Here is the canonical OOTA example, involving two threads each having but one statement:
T1: x.store(y.load(mo_relaxed), mo_relaxed); T2: y.store(x.load(mo_relaxed), mo_relaxed);
Believe it or not, according to the C/C++ memory model, even if both x and y are initially 0, after both threads complete it might be that x==y==42!
LKMM avoids OOTA by respecting dependencies, at least when headed by marked accesses. Plus the dependent access must either be marked or be free of data races. For example:
T1: WRITE_ONCE(x, READ_ONCE(y)); T2: WRITE_ONCE(y, READ_ONCE(x));
If x and y are both initially zero, then they are both guaranteed to stay that way!
There has been great quantities of ink spilled on the OOTA problem, but these three C++ working papers give a reasonable overview and cite a few of the more prominent papers:
- P0422R0: Out-of-Thin-Air Execution is Vacuous. This presents a fixed-point analysis that to the best of my knowledge is the first scheme capable of differentiating OOTA scenarios from straightforward reordering scenarios. Unfortunately, this analysis cannot reasonably be applied to automated tooling. This paper also includes a number of references to other work, which unfortunately either impose unnecessary overhead on weakly ordered systems on the one hand or are well outside of what compiler developers are willing to countenance on the other.
- P1916R0: There might not be an elegant OOTA fix. This diabolically clever paper shows how back-propagation of undefined behavior can further complicate the OOTA question.
- P2055R0: A Relaxed Guide to memory_order_relaxed.
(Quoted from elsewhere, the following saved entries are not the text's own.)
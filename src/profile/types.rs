//! Column type classification
//!
//! Value classes a column can be suggested as. Classification is transient
//! and advisory; decoded values stay strings regardless of what a column
//! profiles as.

use chrono::NaiveDate;
use serde::{Deserialize, Serialize};

/// Best-effort value classes used for filter suggestions
#[derive(Debug, Clone, Copy, PartialEq, Eq, Serialize, Deserialize)]
#[serde(rename_all = "lowercase")]
pub enum ColumnType {
    /// 64-bit signed integer
    Integer,
    /// 64-bit floating point
    Float,
    /// true/false-style flag
    Boolean,
    /// Calendar date, ISO-style
    Date,
    /// Anything else
    Text,
}

impl ColumnType {
    /// Returns the type name for UI display
    pub fn type_name(&self) -> &'static str {
        match self {
            ColumnType::Integer => "integer",
            ColumnType::Float => "float",
            ColumnType::Boolean => "boolean",
            ColumnType::Date => "date",
            ColumnType::Text => "text",
        }
    }

    /// Whether a single non-empty value belongs to this class
    pub fn matches(&self, value: &str) -> bool {
        let value = value.trim();
        match self {
            ColumnType::Integer => value.parse::<i64>().is_ok(),
            ColumnType::Float => value.parse::<f64>().is_ok(),
            ColumnType::Boolean => matches!(
                value.to_ascii_lowercase().as_str(),
                "true" | "false" | "yes" | "no" | "0" | "1"
            ),
            ColumnType::Date => parse_date(value).is_some(),
            ColumnType::Text => true,
        }
    }
}

/// ISO-style date parsing; deliberately not locale-aware
pub(super) fn parse_date(value: &str) -> Option<NaiveDate> {
    NaiveDate::parse_from_str(value, "%Y-%m-%d")
        .or_else(|_| NaiveDate::parse_from_str(value, "%Y/%m/%d"))
        .ok()
}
This paper presents memory_order_relaxed use cases that are believed to avoid the OOTA problem.
As with address, data, and control dependencies, the trivial solution is for Rust to simply promote all READ_ONCE() operations to smp_load_acquire(), but presumably while leaving the C-language READ_ONCE() untouched. This approach increases overhead, but keeps the people building analysis tools happy, or at least happier. Unfortunately, this trivial solution incurs overhead on weakly ordered systems, overhead that is justified only in theory, never in practice.
But if analysis tools are not an issue, then Rust could simply use volatile loads (perhaps even directly using an appropriately Rust-wrapped instance of the Linux kernel's READ_ONCE() primitive), just as the Linux kernel currently does (but keeping architecture-specific requirements firmly in mind). The problem is after all strictly theoretical.